Гумбольдт находит, что в древности воспитывалась, по крайней мере, деятельная сила человека, чего нельзя сказать о новом времени. В противоположность древним народам, “у нас сам человек непосредственно менее ограничивается, скорее окружающая его обстановка заключается в более узкую форму, и потому кажется возможным начать борьбу против этих внешних оков при помощи внутренней силы”.

Ограничения свободы в наших государствах “имеют в виду гораздо более то, чем человек обладает, чем то, что он есть”. Но они не приводят в действие, как у древних, физическую, умственную и нравственную силу человека, хотя бы и в одностороннем направлении, а навязывают ей в виде законов определенные идеи.

Это подавляет энергию, которая представляет собою как бы источник деятельной добродетели и необходимое условие к высшему и более многостороннему развитию[10].

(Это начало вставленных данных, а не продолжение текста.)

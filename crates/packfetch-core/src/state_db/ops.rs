//! Per-job reads and writes. Every setter is an upsert so the first write creates the row.

use anyhow::Result;
use sqlx::Row;

use super::db::{unix_timestamp, StateDb};
use super::types::{DownloadStatus, JobStateRecord};

fn to_u64(v: i64) -> u64 {
    v.max(0) as u64
}

fn to_i64(v: u64) -> i64 {
    v.min(i64::MAX as u64) as i64
}

impl StateDb {
    /// Upsert one integer column. `column` is always a compile-time constant from this module.
    async fn upsert_int(&self, name: &str, column: &'static str, value: i64) -> Result<()> {
        let sql = format!(
            r#"
            INSERT INTO job_state (name, {column}, updated_at)
            VALUES (?1, ?2, ?3)
            ON CONFLICT(name) DO UPDATE SET
                {column} = excluded.{column},
                updated_at = excluded.updated_at
            "#
        );
        sqlx::query(&sql)
            .bind(name)
            .bind(value)
            .bind(unix_timestamp())
            .execute(&self.pool)
            .await?;
        Ok(())
    }

    /// Load the full record for `name`; a job never written loads as the default record.
    pub async fn load(&self, name: &str) -> Result<JobStateRecord> {
        let row = sqlx::query(
            r#"
            SELECT should_pause, bytes_read, total_bytes, completion_shown, status, last_error
            FROM job_state
            WHERE name = ?1
            "#,
        )
        .bind(name)
        .fetch_optional(&self.pool)
        .await?;

        let Some(row) = row else {
            return Ok(JobStateRecord::default());
        };

        let should_pause: i64 = row.get("should_pause");
        let bytes_read: i64 = row.get("bytes_read");
        let total_bytes: i64 = row.get("total_bytes");
        let completion_shown: i64 = row.get("completion_shown");
        let status: Option<String> = row.get("status");
        let last_error: Option<String> = row.get("last_error");

        Ok(JobStateRecord {
            should_pause: should_pause != 0,
            bytes_read: to_u64(bytes_read),
            total_bytes: to_u64(total_bytes),
            completion_shown: completion_shown != 0,
            status: status.as_deref().map(DownloadStatus::from_str),
            last_error,
        })
    }

    pub async fn get_bytes_read(&self, name: &str) -> Result<u64> {
        Ok(self.load(name).await?.bytes_read)
    }

    /// Checkpoint the aggregate bytes read. Last writer wins.
    pub async fn set_bytes_read(&self, name: &str, bytes: u64) -> Result<()> {
        self.upsert_int(name, "bytes_read", to_i64(bytes)).await
    }

    /// Cached total size; 0 means unknown.
    pub async fn get_total_bytes(&self, name: &str) -> Result<u64> {
        Ok(self.load(name).await?.total_bytes)
    }

    pub async fn set_total_bytes(&self, name: &str, bytes: u64) -> Result<()> {
        self.upsert_int(name, "total_bytes", to_i64(bytes)).await
    }

    pub async fn should_pause(&self, name: &str) -> Result<bool> {
        Ok(self.load(name).await?.should_pause)
    }

    pub async fn set_should_pause(&self, name: &str, pause: bool) -> Result<()> {
        self.upsert_int(name, "should_pause", pause as i64).await
    }

    pub async fn has_completion_been_shown(&self, name: &str) -> Result<bool> {
        Ok(self.load(name).await?.completion_shown)
    }

    pub async fn set_completion_shown(&self, name: &str, shown: bool) -> Result<()> {
        self.upsert_int(name, "completion_shown", shown as i64).await
    }

    pub async fn get_status(&self, name: &str) -> Result<Option<DownloadStatus>> {
        Ok(self.load(name).await?.status)
    }

    /// Record the lifecycle status. `error` is stored alongside (None clears it).
    pub async fn set_status(
        &self,
        name: &str,
        status: DownloadStatus,
        error: Option<&str>,
    ) -> Result<()> {
        sqlx::query(
            r#"
            INSERT INTO job_state (name, status, last_error, updated_at)
            VALUES (?1, ?2, ?3, ?4)
            ON CONFLICT(name) DO UPDATE SET
                status = excluded.status,
                last_error = excluded.last_error,
                updated_at = excluded.updated_at
            "#,
        )
        .bind(name)
        .bind(status.as_str())
        .bind(error)
        .bind(unix_timestamp())
        .execute(&self.pool)
        .await?;
        Ok(())
    }

    /// Set or clear the last error text without touching the status.
    pub async fn set_last_error(&self, name: &str, error: Option<&str>) -> Result<()> {
        sqlx::query(
            r#"
            INSERT INTO job_state (name, last_error, updated_at)
            VALUES (?1, ?2, ?3)
            ON CONFLICT(name) DO UPDATE SET
                last_error = excluded.last_error,
                updated_at = excluded.updated_at
            "#,
        )
        .bind(name)
        .bind(error)
        .bind(unix_timestamp())
        .execute(&self.pool)
        .await?;
        Ok(())
    }

    /// Reset pause flag, bytes read, cached total and last error.
    ///
    /// The completion-shown flag and status are left alone; the controller owns both.
    pub async fn clear_state(&self, name: &str) -> Result<()> {
        sqlx::query(
            r#"
            UPDATE job_state
            SET should_pause = 0,
                bytes_read = 0,
                total_bytes = 0,
                last_error = NULL,
                updated_at = ?1
            WHERE name = ?2
            "#,
        )
        .bind(unix_timestamp())
        .bind(name)
        .execute(&self.pool)
        .await?;
        Ok(())
    }
}
//! Per-job advisory lock file, `<download_dir>/<job>.lock`.
//!
//! Held for the whole of a run so a second process cannot write the same part files.
//! The lock is released when the file handle closes, including on a crash.

use std::fs::{self, File, OpenOptions};
use std::io;
use std::path::{Path, PathBuf};

use fs4::fs_std::FileExt;

pub fn lock_path(dir: &Path, job: &str) -> PathBuf {
    dir.join(format!("{}.lock", job))
}

/// An exclusively locked job lock file.
#[derive(Debug)]
pub struct JobLock {
    file: File,
    path: PathBuf,
}

impl JobLock {
    /// Lock the job's lock file, creating `dir` and the file if needed.
    /// `Ok(None)` when another handle holds it.
    pub fn try_acquire(dir: &Path, job: &str) -> io::Result<Option<JobLock>> {
        fs::create_dir_all(dir)?;
        let path = lock_path(dir, job);
        let file = OpenOptions::new()
            .create(true)
            .truncate(false)
            .write(true)
            .open(&path)?;
        match FileExt::try_lock_exclusive(&file) {
            Ok(()) => Ok(Some(JobLock { file, path })),
            Err(e) if is_contended(&e) => Ok(None),
            Err(e) => Err(e),
        }
    }

    pub fn path(&self) -> &Path {
        &self.path
    }
}

impl Drop for JobLock {
    fn drop(&mut self) {
        if let Err(e) = FileExt::unlock(&self.file) {
            tracing::debug!(path = %self.path.display(), "unlock failed: {}", e);
        }
    }
}

fn is_contended(e: &io::Error) -> bool {
    e.kind() == io::ErrorKind::WouldBlock
        || e.raw_os_error() == fs4::lock_contended_error().raw_os_error()
}

/// True if some live handle (in this or another process) holds the job's lock.
/// A missing lock file means nobody does.
pub fn is_locked(dir: &Path, job: &str) -> bool {
    let path = lock_path(dir, job);
    let Ok(file) = OpenOptions::new().write(true).open(&path) else {
        return false;
    };
    match FileExt::try_lock_exclusive(&file) {
        Ok(()) => {
            let _ = FileExt::unlock(&file);
            false
        }
        Err(e) => is_contended(&e),
    }
}

#[cfg(test)]
mod tests {
    use super::*;

    #[test]
    fn second_acquire_is_refused_until_drop() {
        let dir = tempfile::tempdir().unwrap();
        let held = JobLock::try_acquire(dir.path(), "pack").unwrap().unwrap();
        assert_eq!(held.path(), lock_path(dir.path(), "pack"));
        assert!(is_locked(dir.path(), "pack"));
        assert!(JobLock::try_acquire(dir.path(), "pack").unwrap().is_none());
        assert!(JobLock::try_acquire(dir.path(), "other").unwrap().is_some());

        drop(held);
        assert!(!is_locked(dir.path(), "pack"));
        assert!(JobLock::try_acquire(dir.path(), "pack").unwrap().is_some());
    }

    #[test]
    fn missing_lock_file_is_unlocked() {
        let dir = tempfile::tempdir().unwrap();
        assert!(!is_locked(&dir.path().join("absent"), "pack"));
    }
}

Таким образом, по мнению Гумбольдта, сам человек, его внутреннее существо, “то, что он есть”, в новое время не стесняется так, как в древности, но внешние условия не благоприятствуют его развитию, и это зависит от неправильного понимания государством своих задач. Подобно Бенжамену Констану он становится на сторону тех, которые прежде всего имеют в виду “заботу о свободе частной жизни”.

Политический идеал и для него определяется в зависимости от индивидуальной основы личности. Но еще яснее, чем французский автор, Гумбольдт понимает эту основу, как оригинальность, как своеобразие силы и образования. “Целью человека, которая предписывается ему не меняющимися склонностями, а вечным и неизменным разумом, является высшее и наиболее соразмерное развитие его сил в одно целое”.

Первое и самое необходимое условие для этого есть свобода, но сверх того необходимо еще и другое условие, – разнообразие положений. Только при этих условиях может получиться своеобразие силы и образования людей, а “в этом в конце концов состоит все величие человека, и за это отдельный человек должен вечно бороться”…

“Даже безжизненная природа, которая совершает свой всегда равномерный ход по вечно неизменным законам, самобытно развитому человеку представляется более своеобразной. Он как бы переносит в нее самого себя, и таким образом в высшем смысле верно то, что каждый всегда именно в той степени видит полноту и красоту вне себя, в какой сам обладает ими”[11].

Так определяет Гумбольдт существо и цель человеческой жизни. Но как же достигнуть этой высокой цели? В ответ на это он подвергает подробному разбору различные проявления государственной деятельности для того, чтобы начертать ей необходимые границы.

Отмежевав государству деятельность чисто внешнюю и отрицательную, устранив его вмешательство в жизнь граждан, возможно, думает он, создать свободу жизни и разнообразие жизненных положений, два необходимых условия для оригинального развития лиц.

Заключительный параграф книги, посвященный вопросу о применении изложенной теории на практике, показывает, что Гумбольдт вполне сознавал трудность практического осуществления своих положений.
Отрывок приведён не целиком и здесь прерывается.